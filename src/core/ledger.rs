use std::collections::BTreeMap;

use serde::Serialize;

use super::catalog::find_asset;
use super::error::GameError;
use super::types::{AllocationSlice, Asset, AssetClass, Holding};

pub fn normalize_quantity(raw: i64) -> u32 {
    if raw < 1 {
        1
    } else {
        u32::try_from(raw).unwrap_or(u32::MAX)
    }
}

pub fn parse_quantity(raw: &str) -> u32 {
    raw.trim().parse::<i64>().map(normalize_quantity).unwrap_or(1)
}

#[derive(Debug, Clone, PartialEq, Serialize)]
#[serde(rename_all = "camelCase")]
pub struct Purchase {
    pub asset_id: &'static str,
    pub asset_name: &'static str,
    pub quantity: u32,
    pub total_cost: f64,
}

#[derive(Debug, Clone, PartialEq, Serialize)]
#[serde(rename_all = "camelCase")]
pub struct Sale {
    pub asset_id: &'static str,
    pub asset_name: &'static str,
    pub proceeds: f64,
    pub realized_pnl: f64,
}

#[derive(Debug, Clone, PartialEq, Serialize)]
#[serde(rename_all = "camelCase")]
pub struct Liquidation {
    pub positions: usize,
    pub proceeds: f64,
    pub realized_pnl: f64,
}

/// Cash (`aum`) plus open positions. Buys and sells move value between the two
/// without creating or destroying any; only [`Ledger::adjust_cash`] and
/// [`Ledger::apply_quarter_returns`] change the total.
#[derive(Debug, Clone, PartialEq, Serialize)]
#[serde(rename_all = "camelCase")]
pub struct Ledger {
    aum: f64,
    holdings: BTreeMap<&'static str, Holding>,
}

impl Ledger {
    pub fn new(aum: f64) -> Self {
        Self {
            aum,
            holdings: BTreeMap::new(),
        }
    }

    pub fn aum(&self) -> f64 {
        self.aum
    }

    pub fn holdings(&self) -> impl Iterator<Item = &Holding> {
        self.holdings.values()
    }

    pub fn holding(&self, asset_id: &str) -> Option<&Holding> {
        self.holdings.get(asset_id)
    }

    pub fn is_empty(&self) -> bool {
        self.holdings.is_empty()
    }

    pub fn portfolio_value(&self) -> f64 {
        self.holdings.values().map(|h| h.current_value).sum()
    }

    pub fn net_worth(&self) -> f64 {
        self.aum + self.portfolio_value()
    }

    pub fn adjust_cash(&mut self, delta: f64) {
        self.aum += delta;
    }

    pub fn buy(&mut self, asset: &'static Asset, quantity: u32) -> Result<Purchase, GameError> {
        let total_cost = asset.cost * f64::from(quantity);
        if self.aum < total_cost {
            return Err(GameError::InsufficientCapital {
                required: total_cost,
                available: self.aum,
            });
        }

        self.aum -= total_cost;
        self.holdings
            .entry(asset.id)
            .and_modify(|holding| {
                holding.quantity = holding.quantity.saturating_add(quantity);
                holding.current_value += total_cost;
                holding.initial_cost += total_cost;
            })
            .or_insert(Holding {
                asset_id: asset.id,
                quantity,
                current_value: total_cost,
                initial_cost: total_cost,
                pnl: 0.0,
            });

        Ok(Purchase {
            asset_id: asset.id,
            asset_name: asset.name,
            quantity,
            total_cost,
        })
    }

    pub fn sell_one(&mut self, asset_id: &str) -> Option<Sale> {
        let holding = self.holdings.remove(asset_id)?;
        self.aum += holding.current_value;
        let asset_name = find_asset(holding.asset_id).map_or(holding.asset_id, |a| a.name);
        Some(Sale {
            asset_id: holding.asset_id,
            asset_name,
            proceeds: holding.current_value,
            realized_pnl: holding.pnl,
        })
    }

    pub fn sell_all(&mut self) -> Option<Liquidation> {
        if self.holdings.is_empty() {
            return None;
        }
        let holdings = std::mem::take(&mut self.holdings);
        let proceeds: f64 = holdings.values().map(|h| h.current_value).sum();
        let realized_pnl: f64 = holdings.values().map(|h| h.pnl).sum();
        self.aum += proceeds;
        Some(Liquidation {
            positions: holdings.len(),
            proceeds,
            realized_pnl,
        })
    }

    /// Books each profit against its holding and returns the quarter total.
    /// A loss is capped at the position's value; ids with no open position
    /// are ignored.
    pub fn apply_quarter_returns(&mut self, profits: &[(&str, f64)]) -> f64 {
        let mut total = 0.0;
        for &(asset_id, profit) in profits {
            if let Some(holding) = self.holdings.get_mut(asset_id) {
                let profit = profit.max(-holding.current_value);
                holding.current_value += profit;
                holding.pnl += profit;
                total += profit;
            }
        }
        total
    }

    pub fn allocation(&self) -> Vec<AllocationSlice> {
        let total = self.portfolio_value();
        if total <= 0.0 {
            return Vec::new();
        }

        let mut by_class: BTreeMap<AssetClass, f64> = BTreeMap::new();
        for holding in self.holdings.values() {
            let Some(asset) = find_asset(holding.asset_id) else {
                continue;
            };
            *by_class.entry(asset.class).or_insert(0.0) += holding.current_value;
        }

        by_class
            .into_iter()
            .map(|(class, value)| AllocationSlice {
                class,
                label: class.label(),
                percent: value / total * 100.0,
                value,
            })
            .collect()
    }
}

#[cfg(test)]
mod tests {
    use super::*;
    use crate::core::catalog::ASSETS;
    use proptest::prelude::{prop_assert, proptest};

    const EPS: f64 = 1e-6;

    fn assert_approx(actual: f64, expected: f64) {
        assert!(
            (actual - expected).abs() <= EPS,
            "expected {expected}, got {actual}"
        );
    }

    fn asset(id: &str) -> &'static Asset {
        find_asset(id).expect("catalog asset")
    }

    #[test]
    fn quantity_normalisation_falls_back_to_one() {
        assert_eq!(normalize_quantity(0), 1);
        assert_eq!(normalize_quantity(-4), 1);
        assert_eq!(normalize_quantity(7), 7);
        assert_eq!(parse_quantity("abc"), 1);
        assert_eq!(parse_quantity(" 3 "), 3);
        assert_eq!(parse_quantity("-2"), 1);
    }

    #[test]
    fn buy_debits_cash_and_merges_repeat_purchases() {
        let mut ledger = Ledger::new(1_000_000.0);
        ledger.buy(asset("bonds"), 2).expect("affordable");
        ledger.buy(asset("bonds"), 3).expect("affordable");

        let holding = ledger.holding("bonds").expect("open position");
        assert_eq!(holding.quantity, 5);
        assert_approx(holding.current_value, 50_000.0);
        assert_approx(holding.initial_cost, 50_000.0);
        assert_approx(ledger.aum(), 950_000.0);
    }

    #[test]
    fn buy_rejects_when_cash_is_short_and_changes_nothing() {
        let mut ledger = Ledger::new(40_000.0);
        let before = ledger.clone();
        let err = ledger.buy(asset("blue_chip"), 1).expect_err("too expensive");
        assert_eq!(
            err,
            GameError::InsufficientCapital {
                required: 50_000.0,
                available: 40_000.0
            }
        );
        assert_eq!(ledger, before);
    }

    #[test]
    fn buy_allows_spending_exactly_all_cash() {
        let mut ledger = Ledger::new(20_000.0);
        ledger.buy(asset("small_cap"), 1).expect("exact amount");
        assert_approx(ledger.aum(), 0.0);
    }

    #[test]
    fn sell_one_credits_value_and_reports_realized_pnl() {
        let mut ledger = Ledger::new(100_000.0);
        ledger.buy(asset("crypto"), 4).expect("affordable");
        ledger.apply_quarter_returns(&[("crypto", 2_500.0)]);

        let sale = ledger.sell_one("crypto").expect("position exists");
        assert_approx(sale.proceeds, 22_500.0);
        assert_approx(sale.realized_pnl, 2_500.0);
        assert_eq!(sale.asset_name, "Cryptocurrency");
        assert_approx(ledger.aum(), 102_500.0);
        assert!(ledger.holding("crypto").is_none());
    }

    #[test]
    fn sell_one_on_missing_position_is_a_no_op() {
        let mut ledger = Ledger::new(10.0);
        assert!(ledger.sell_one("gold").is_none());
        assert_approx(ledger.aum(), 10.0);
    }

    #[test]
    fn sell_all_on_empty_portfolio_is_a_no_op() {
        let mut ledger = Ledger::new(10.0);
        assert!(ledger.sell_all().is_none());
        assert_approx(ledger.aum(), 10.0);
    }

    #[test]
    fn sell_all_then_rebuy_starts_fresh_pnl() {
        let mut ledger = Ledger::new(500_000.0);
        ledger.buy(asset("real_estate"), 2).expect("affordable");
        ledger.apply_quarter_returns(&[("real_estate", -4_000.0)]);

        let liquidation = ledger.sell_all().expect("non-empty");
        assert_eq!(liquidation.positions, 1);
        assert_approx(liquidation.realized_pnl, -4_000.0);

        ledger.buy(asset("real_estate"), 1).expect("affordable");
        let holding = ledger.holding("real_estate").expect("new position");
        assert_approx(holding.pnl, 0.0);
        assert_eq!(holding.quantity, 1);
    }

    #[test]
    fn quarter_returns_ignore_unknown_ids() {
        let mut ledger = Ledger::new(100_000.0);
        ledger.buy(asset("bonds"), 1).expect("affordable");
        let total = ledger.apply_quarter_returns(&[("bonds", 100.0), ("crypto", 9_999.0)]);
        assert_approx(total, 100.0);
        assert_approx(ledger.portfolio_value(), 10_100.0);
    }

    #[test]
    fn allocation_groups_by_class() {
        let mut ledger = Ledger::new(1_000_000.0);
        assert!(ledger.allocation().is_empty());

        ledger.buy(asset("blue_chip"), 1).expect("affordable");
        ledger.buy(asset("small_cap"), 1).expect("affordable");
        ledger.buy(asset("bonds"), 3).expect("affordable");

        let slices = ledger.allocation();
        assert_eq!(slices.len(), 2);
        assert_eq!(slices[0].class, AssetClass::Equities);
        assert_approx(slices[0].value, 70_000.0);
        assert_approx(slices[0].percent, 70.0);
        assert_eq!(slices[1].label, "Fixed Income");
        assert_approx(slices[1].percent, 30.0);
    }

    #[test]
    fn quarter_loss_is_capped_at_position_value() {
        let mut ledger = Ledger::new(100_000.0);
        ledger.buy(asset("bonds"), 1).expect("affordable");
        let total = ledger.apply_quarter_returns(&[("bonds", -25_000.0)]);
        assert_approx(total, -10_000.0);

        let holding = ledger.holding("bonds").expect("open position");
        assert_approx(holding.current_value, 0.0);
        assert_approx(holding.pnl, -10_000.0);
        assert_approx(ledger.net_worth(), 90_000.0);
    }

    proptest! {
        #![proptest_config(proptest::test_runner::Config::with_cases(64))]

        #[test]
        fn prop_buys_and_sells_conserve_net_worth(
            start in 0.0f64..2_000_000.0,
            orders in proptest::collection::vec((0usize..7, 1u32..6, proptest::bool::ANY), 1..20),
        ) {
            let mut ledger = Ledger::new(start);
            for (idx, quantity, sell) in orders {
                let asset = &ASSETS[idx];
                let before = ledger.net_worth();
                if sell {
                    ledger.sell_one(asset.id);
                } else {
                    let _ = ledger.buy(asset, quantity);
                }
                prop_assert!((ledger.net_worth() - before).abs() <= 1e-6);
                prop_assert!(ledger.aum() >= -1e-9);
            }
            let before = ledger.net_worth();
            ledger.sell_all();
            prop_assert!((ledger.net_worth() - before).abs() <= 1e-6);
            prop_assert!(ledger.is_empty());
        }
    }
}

- **Your task**
Copy the lines above that hold the word "delta".

- **Written response**
    pub fn adjust_cash(&mut self, delta: f64) {
        self.aum += delta;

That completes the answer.